* _MATERIAL TO PROCESS_:
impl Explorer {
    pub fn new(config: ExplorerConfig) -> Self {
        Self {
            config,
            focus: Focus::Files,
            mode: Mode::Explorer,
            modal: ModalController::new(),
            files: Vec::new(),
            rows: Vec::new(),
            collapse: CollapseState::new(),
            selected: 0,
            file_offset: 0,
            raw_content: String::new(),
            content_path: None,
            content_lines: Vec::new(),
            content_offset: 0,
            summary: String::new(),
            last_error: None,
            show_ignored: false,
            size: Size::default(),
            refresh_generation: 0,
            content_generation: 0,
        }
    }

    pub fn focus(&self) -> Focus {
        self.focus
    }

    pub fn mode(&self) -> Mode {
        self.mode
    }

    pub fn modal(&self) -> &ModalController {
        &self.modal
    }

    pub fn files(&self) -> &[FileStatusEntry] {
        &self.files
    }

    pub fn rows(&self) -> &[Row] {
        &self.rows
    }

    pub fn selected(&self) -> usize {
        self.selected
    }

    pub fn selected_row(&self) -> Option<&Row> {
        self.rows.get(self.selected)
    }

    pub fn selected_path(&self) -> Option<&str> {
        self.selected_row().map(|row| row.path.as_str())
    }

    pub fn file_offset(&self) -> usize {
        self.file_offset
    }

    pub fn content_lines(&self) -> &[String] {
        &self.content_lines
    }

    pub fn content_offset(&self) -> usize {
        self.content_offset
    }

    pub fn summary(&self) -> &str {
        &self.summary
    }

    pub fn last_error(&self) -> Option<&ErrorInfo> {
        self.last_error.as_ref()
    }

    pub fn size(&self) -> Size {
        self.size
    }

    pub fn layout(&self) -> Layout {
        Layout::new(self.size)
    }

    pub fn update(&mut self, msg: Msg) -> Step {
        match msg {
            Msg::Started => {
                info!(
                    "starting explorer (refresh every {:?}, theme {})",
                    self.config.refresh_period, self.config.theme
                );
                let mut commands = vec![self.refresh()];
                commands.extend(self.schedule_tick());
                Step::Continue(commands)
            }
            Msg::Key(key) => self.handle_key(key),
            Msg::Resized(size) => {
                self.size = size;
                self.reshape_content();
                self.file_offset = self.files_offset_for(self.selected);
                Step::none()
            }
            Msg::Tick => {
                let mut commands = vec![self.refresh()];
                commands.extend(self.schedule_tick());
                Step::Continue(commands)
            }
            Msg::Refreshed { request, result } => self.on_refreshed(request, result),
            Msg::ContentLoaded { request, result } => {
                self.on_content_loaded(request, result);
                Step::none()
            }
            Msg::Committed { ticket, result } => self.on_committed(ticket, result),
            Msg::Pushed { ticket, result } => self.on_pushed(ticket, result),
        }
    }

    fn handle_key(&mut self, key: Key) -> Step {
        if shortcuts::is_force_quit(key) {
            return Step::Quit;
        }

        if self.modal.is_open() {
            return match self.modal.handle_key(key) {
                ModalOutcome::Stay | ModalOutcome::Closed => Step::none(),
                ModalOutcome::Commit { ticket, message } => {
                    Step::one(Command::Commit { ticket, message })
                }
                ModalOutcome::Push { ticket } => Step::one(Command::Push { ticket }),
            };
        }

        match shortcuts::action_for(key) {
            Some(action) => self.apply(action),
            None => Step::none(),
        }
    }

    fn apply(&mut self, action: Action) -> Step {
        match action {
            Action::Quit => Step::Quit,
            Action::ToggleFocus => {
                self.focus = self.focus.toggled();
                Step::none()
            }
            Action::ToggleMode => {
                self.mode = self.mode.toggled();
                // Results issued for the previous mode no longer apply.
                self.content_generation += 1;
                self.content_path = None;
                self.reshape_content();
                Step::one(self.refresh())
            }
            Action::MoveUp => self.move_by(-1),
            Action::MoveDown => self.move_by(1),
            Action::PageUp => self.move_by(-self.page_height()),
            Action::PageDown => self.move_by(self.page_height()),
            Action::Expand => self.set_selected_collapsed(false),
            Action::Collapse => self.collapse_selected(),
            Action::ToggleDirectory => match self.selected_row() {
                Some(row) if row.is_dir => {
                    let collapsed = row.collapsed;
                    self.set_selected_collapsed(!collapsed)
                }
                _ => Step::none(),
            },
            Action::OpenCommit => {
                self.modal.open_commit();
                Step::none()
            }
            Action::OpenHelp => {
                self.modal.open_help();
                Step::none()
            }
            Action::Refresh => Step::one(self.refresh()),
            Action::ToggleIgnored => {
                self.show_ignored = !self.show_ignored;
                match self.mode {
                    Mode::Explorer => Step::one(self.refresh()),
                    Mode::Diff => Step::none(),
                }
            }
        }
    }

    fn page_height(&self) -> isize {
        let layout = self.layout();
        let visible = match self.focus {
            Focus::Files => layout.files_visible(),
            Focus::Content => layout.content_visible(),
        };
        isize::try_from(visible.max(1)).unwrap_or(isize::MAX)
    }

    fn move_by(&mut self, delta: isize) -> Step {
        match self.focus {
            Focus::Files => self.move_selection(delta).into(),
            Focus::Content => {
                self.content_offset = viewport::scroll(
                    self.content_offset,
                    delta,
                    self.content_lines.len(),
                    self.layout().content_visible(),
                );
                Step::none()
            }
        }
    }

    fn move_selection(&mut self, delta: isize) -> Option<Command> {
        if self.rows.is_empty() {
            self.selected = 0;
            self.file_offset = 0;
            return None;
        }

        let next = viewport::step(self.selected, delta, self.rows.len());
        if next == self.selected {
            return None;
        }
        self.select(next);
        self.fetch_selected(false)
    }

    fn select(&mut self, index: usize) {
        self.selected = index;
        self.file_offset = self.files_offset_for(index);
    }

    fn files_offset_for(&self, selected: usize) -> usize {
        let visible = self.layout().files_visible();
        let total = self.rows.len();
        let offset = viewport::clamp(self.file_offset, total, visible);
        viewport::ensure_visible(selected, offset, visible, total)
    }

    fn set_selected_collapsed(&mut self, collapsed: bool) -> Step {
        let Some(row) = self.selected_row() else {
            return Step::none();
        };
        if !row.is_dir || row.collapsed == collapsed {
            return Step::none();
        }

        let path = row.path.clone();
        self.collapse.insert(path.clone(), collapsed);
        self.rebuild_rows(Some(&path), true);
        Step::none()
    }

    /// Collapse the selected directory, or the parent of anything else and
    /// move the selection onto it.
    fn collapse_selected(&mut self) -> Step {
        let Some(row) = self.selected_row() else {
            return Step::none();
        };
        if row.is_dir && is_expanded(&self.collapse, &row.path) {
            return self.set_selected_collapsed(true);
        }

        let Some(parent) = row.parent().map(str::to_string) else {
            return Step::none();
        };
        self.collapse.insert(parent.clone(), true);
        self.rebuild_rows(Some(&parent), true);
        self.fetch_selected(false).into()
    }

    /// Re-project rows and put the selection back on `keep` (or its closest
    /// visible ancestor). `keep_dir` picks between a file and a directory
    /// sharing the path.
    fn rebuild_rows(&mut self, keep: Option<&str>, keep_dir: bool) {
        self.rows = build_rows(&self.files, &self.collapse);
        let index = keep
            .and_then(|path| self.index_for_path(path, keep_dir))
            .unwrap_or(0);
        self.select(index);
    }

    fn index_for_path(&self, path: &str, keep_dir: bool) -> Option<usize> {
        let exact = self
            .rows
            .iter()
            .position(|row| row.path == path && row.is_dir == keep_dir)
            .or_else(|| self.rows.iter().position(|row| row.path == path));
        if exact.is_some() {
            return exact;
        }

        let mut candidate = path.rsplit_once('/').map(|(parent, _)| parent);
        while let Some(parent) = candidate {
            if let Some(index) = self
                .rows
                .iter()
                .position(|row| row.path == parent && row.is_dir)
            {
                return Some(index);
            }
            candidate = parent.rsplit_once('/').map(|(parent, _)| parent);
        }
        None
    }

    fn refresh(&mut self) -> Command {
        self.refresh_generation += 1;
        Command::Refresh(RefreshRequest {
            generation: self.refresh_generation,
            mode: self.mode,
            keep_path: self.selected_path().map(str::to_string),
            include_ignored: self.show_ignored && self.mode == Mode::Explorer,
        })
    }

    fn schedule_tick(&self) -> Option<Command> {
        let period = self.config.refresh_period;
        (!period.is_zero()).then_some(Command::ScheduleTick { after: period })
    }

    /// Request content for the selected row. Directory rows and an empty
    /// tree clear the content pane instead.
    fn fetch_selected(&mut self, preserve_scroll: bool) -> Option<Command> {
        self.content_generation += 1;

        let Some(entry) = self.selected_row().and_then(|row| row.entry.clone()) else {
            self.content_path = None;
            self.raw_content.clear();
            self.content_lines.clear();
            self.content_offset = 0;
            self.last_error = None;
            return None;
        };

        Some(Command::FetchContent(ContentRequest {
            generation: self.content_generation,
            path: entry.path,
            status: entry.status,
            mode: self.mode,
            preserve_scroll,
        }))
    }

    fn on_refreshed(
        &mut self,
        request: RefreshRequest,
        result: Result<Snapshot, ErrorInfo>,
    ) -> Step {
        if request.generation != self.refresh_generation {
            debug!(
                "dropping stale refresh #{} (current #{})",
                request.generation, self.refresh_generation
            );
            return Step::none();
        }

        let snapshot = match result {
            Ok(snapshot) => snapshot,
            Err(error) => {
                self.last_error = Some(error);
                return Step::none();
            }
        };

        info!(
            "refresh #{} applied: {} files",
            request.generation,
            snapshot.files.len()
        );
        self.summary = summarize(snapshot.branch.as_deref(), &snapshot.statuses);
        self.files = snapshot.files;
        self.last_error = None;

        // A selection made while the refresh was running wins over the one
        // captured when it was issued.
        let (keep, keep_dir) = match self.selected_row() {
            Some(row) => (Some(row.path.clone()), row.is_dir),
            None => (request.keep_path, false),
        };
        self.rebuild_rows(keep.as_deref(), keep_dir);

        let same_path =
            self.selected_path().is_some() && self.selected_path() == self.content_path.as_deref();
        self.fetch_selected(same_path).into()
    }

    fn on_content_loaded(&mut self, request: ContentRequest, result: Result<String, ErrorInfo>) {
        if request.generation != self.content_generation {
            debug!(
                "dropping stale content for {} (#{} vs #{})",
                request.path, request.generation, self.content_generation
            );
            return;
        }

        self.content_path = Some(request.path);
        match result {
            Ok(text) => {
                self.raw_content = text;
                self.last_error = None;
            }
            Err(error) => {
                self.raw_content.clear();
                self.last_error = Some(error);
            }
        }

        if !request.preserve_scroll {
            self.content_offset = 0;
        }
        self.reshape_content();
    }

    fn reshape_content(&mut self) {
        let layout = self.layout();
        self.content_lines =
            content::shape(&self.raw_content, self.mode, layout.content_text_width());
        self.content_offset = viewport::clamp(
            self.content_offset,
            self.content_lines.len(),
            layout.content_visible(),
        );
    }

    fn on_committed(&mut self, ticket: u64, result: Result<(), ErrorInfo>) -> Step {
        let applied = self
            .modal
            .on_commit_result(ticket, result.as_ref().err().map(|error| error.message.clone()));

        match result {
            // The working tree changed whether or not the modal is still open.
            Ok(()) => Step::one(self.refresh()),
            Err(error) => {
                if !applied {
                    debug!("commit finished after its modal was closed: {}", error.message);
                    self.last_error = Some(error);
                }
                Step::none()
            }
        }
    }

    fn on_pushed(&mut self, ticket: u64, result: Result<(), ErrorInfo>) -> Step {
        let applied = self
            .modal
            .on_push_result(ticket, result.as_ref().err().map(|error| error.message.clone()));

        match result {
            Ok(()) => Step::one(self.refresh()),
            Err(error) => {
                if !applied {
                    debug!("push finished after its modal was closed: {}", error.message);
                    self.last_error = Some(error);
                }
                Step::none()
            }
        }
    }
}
--
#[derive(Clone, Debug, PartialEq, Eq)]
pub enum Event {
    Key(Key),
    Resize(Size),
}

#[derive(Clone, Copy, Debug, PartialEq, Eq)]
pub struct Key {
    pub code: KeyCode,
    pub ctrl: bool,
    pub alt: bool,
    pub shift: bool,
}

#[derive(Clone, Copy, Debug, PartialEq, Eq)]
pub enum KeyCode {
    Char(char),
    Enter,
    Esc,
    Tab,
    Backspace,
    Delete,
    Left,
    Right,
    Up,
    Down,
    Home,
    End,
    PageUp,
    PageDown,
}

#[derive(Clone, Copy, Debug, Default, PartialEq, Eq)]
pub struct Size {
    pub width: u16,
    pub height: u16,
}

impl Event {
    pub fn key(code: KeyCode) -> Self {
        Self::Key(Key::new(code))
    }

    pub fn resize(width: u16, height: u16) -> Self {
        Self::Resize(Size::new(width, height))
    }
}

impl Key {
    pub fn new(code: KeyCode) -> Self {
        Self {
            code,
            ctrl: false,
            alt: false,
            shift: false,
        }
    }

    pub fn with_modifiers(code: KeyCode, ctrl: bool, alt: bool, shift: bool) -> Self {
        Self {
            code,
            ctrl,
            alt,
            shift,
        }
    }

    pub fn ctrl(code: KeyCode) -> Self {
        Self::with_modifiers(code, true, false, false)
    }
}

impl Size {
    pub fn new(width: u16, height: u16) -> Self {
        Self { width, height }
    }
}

* _WHAT YOU NEED TO DO_: Find and copy each line above holding "exact".

* _SOLUTION TO THE PROBLEM_:
        let exact = self
        if exact.is_some() {
            return exact;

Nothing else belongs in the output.